- [TASK] Check each line of the material for the string "Mutex", and copy the lines that have it.

- [SOURCE DATA]
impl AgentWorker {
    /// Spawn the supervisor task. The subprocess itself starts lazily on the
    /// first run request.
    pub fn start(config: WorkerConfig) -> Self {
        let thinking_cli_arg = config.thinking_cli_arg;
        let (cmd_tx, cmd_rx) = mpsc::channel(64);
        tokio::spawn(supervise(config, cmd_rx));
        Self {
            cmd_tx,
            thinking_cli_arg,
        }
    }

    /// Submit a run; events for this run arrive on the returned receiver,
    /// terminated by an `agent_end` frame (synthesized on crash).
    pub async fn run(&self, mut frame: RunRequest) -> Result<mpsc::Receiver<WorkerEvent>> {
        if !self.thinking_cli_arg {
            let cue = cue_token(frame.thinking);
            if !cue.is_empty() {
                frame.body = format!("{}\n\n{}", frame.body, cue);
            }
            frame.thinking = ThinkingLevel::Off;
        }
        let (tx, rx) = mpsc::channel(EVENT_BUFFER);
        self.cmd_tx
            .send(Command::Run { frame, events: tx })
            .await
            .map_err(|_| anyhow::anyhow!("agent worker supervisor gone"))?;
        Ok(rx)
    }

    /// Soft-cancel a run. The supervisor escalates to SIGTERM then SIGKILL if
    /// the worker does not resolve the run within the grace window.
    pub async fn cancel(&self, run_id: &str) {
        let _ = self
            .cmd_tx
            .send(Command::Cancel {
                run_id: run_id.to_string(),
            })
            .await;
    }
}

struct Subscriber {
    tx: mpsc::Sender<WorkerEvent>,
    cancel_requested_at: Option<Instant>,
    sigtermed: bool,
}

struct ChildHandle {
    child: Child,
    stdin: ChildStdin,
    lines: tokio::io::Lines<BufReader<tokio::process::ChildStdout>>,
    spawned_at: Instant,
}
---
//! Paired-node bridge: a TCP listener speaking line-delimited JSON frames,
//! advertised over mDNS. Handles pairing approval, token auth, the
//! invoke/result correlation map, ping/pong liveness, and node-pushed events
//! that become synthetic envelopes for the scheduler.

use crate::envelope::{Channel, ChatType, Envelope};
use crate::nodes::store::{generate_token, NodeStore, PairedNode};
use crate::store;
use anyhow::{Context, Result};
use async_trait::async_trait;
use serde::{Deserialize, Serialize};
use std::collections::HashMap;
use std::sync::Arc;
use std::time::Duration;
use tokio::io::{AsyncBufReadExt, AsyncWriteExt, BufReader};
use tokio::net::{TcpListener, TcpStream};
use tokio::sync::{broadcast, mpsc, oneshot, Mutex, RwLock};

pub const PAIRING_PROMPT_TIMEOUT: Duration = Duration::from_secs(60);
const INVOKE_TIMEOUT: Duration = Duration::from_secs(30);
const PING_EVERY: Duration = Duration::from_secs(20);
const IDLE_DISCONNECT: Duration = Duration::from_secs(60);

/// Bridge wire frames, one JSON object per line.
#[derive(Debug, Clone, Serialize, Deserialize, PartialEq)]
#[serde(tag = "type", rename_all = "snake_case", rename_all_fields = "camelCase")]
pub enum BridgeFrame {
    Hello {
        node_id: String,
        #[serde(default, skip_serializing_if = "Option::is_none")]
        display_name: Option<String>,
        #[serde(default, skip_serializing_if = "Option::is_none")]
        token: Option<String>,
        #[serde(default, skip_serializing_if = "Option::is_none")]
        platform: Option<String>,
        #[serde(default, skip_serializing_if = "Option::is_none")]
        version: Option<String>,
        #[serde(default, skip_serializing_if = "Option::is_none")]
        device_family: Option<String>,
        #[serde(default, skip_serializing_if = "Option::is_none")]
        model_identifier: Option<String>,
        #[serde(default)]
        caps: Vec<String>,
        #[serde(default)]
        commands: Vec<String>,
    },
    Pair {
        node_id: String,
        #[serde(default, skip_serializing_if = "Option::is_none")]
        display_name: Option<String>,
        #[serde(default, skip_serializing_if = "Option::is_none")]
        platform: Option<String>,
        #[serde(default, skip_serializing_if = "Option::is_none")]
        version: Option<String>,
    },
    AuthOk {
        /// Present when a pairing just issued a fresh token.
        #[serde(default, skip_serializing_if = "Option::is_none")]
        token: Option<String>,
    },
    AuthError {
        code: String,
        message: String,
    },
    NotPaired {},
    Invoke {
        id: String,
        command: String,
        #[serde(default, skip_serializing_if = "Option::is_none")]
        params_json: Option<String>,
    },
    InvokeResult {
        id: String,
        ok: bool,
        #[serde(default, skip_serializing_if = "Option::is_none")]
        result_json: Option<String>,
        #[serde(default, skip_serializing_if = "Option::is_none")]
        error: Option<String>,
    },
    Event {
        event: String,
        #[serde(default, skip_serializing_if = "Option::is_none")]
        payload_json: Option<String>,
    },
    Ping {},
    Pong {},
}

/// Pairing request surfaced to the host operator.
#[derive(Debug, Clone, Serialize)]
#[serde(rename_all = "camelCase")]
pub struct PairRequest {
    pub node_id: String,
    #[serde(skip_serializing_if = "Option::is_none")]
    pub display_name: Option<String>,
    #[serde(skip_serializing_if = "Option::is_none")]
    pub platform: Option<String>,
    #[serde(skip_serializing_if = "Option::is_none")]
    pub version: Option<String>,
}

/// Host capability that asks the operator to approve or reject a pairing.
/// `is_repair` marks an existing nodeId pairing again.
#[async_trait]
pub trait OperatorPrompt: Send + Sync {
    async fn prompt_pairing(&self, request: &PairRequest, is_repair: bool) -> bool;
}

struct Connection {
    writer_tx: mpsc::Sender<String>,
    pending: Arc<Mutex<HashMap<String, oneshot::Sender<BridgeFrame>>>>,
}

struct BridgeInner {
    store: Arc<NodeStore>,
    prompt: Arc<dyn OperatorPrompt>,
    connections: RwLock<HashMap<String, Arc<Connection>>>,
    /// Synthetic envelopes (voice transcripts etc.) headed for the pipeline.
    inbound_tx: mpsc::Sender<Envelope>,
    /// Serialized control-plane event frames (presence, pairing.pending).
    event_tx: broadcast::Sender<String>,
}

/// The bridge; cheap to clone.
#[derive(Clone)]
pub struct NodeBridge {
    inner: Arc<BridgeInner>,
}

- [RESPONSE TO THIS EXERCISE]
use tokio::sync::{broadcast, mpsc, oneshot, Mutex, RwLock};
    pending: Arc<Mutex<HashMap<String, oneshot::Sender<BridgeFrame>>>>,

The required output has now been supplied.